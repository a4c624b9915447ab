use std::path::PathBuf;

use thiserror::Error;

#[derive(Error, Debug)]
pub enum PineGuardError {
    #[error("Configuration error: {0}")]
    Config(String),

    #[error("Failed to read file: {path}")]
    FileRead {
        path: PathBuf,
        #[source]
        source: std::io::Error,
    },

    #[error("Invalid glob pattern: {pattern}")]
    InvalidPattern {
        pattern: String,
        #[source]
        source: globset::Error,
    },

    #[error("Path not found: {}", .0.display())]
    PathNotFound(PathBuf),

    #[error("IO error: {0}")]
    Io(#[from] std::io::Error),

    #[error("TOML parse error: {0}")]
    TomlParse(#[from] toml::de::Error),

    #[error("JSON serialization error: {0}")]
    JsonSerialize(#[from] serde_json::Error),
}

impl PineGuardError {
    /// Short category name used as the heading of stderr diagnostics.
    #[must_use]
    pub const fn error_type(&self) -> &'static str {
        match self {
            Self::Config(_) | Self::TomlParse(_) => "Configuration error",
            Self::FileRead { .. } | Self::Io(_) => "IO error",
            Self::InvalidPattern { .. } => "Invalid pattern",
            Self::PathNotFound(_) => "Path not found",
            Self::JsonSerialize(_) => "Serialization error",
        }
    }

    /// Message without the category prefix, including the source cause if any.
    #[must_use]
    pub fn message(&self) -> String {
        match self {
            Self::Config(msg) => msg.clone(),
            Self::FileRead { path, source } => format!("{}: {source}", path.display()),
            Self::InvalidPattern { pattern, source } => format!("'{pattern}': {source}"),
            Self::PathNotFound(path) => path.display().to_string(),
            Self::Io(e) => e.to_string(),
            Self::TomlParse(e) => e.to_string(),
            Self::JsonSerialize(e) => e.to_string(),
        }
    }

    /// Actionable hint shown under the error, when one applies.
    #[must_use]
    pub const fn suggestion(&self) -> Option<&'static str> {
        match self {
            Self::TomlParse(_) | Self::Config(_) => {
                Some("check the config file, or pass --no-config to use defaults")
            }
            Self::InvalidPattern { .. } => Some("exclude patterns use glob syntax, e.g. **/vendor/**"),
            Self::PathNotFound(_) => Some("pass an existing file or directory to check"),
            _ => None,
        }
    }
}

pub type Result<T> = std::result::Result<T, PineGuardError>;

#[cfg(test)]
#[path = "error_tests.rs"]
mod tests;
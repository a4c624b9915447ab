use std::collections::HashMap;
use std::io::{Error, ErrorKind};
use std::path::{Path, PathBuf};

use super::*;

struct MockFileSystem {
    files: HashMap<PathBuf, String>,
    current_dir: PathBuf,
    config_dir: Option<PathBuf>,
}

impl MockFileSystem {
    fn new() -> Self {
        Self {
            files: HashMap::new(),
            current_dir: PathBuf::from("/project"),
            config_dir: Some(PathBuf::from("/home/user/.config/pine-guard")),
        }
    }

    fn with_file(mut self, path: impl Into<PathBuf>, content: &str) -> Self {
        self.files.insert(path.into(), content.to_string());
        self
    }

    fn with_config_dir(mut self, path: Option<PathBuf>) -> Self {
        self.config_dir = path;
        self
    }
}

impl FileSystem for MockFileSystem {
    fn read_to_string(&self, path: &Path) -> std::io::Result<String> {
        self.files
            .get(path)
            .cloned()
            .ok_or_else(|| Error::new(ErrorKind::NotFound, "file not found"))
    }

    fn exists(&self, path: &Path) -> bool {
        self.files.contains_key(path)
    }

    fn current_dir(&self) -> std::io::Result<PathBuf> {
        Ok(self.current_dir.clone())
    }

    fn config_dir(&self) -> Option<PathBuf> {
        self.config_dir.clone()
    }
}

#[test]
fn load_without_any_config_returns_defaults() {
    let loader = FileConfigLoader::with_fs(MockFileSystem::new());

    let result = loader.load().unwrap();

    assert_eq!(result.config, Config::default());
    assert!(result.source.is_none());
}

#[test]
fn load_prefers_local_config() {
    let fs = MockFileSystem::new()
        .with_file("/project/.pine-guard.toml", "[check]\nstrict = true\n")
        .with_file("/home/user/.config/pine-guard/config.toml", "[check]\nstrict = false\n");
    let loader = FileConfigLoader::with_fs(fs);

    let result = loader.load().unwrap();

    assert!(result.config.check.strict);
    assert_eq!(
        result.source,
        Some(PathBuf::from("/project/.pine-guard.toml"))
    );
}

#[test]
fn load_falls_back_to_user_config() {
    let fs = MockFileSystem::new().with_file(
        "/home/user/.config/pine-guard/config.toml",
        "[scanner]\nexclude = [\"**/old/**\"]\n",
    );
    let loader = FileConfigLoader::with_fs(fs);

    let result = loader.load().unwrap();

    assert_eq!(result.config.scanner.exclude, vec!["**/old/**".to_string()]);
}

#[test]
fn load_without_user_config_dir() {
    let fs = MockFileSystem::new().with_config_dir(None);
    let loader = FileConfigLoader::with_fs(fs);

    assert!(loader.load().unwrap().source.is_none());
}

#[test]
fn load_invalid_toml_is_an_error() {
    let fs = MockFileSystem::new().with_file("/project/.pine-guard.toml", "[check\n");
    let loader = FileConfigLoader::with_fs(fs);

    assert!(matches!(
        loader.load(),
        Err(PineGuardError::TomlParse(_))
    ));
}

#[test]
fn load_from_path_reads_given_file() {
    let fs = MockFileSystem::new().with_file("/elsewhere/custom.toml", "[check]\nextensions = [\"ps\"]\n");
    let loader = FileConfigLoader::with_fs(fs);

    let result = loader.load_from_path(Path::new("/elsewhere/custom.toml")).unwrap();

    assert_eq!(result.config.check.extensions, vec!["ps".to_string()]);
}

#[test]
fn load_from_missing_path_is_config_error() {
    let loader = FileConfigLoader::with_fs(MockFileSystem::new());

    let err = loader.load_from_path(Path::new("/nope.toml")).unwrap_err();

    assert!(matches!(err, PineGuardError::Config(_)));
    assert!(err.to_string().contains("/nope.toml"));
}
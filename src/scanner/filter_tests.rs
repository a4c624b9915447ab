use std::path::Path;

use super::*;

fn pine() -> Vec<String> {
    vec!["pine".to_string()]
}

#[test]
fn filter_by_extension() {
    let filter = GlobFilter::new(pine(), &[]).unwrap();

    assert!(filter.should_include(Path::new("strategies/breakout.pine")));
    assert!(!filter.should_include(Path::new("strategies/breakout.py")));
    assert!(!filter.should_include(Path::new("README")));
}

#[test]
fn filter_accepts_dotted_extension() {
    let filter = GlobFilter::new(vec![".pine".to_string()], &[]).unwrap();
    assert!(filter.should_include(Path::new("a.pine")));
}

#[test]
fn filter_multiple_extensions() {
    let filter = GlobFilter::new(vec!["pine".to_string(), "pinescript".to_string()], &[]).unwrap();

    assert!(filter.should_include(Path::new("a.pine")));
    assert!(filter.should_include(Path::new("a.pinescript")));
    assert!(!filter.should_include(Path::new("a.txt")));
}

#[test]
fn filter_empty_extensions_accepts_all() {
    let filter = GlobFilter::new(vec![], &[]).unwrap();

    assert!(filter.should_include(Path::new("a.pine")));
    assert!(filter.should_include(Path::new("notes.txt")));
}

#[test]
fn filter_exclude_patterns() {
    let filter = GlobFilter::new(
        pine(),
        &["**/node_modules/**".to_string(), "**/archive/**".to_string()],
    )
    .unwrap();

    assert!(filter.should_include(Path::new("src/main.pine")));
    assert!(!filter.should_include(Path::new("node_modules/pkg/lib.pine")));
    assert!(!filter.should_include(Path::new("src/archive/old.pine")));
}

#[test]
fn filter_exclude_matches_dot_prefixed_paths() {
    let filter = GlobFilter::new(pine(), &["legacy/**".to_string()]).unwrap();

    assert!(!filter.should_include(Path::new("./legacy/v4.pine")));
    assert!(filter.should_include(Path::new("./current/v6.pine")));
}

#[test]
fn filter_invalid_pattern_returns_error() {
    let result = GlobFilter::new(pine(), &["[invalid".to_string()]);
    assert!(matches!(
        result,
        Err(crate::PineGuardError::InvalidPattern { .. })
    ));
}
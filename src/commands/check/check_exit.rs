use crate::checker::RunSummary;
use crate::{EXIT_ISSUES_FOUND, EXIT_NO_FILES, EXIT_SUCCESS};

/// Determine exit code from the run summary and mode flags.
///
/// - No files found: always `EXIT_NO_FILES`
/// - `warn_only`: success whenever files were checked
/// - `strict`: warnings fail like errors
pub const fn determine_exit_code(summary: &RunSummary, warn_only: bool, strict: bool) -> i32 {
    if summary.no_files() {
        return EXIT_NO_FILES;
    }
    if warn_only {
        return EXIT_SUCCESS;
    }
    if summary.has_errors() || (strict && summary.has_warnings()) {
        EXIT_ISSUES_FOUND
    } else {
        EXIT_SUCCESS
    }
}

# # # # # # #

Copy out all lines of the material above in which "PineGuardError" occurs.

▶ [ANSWER TO THE EXERCISE]:
pub enum PineGuardError {
impl PineGuardError {
pub type Result<T> = std::result::Result<T, PineGuardError>;
        Err(PineGuardError::TomlParse(_))
    assert!(matches!(err, PineGuardError::Config(_)));
        Err(crate::PineGuardError::InvalidPattern { .. })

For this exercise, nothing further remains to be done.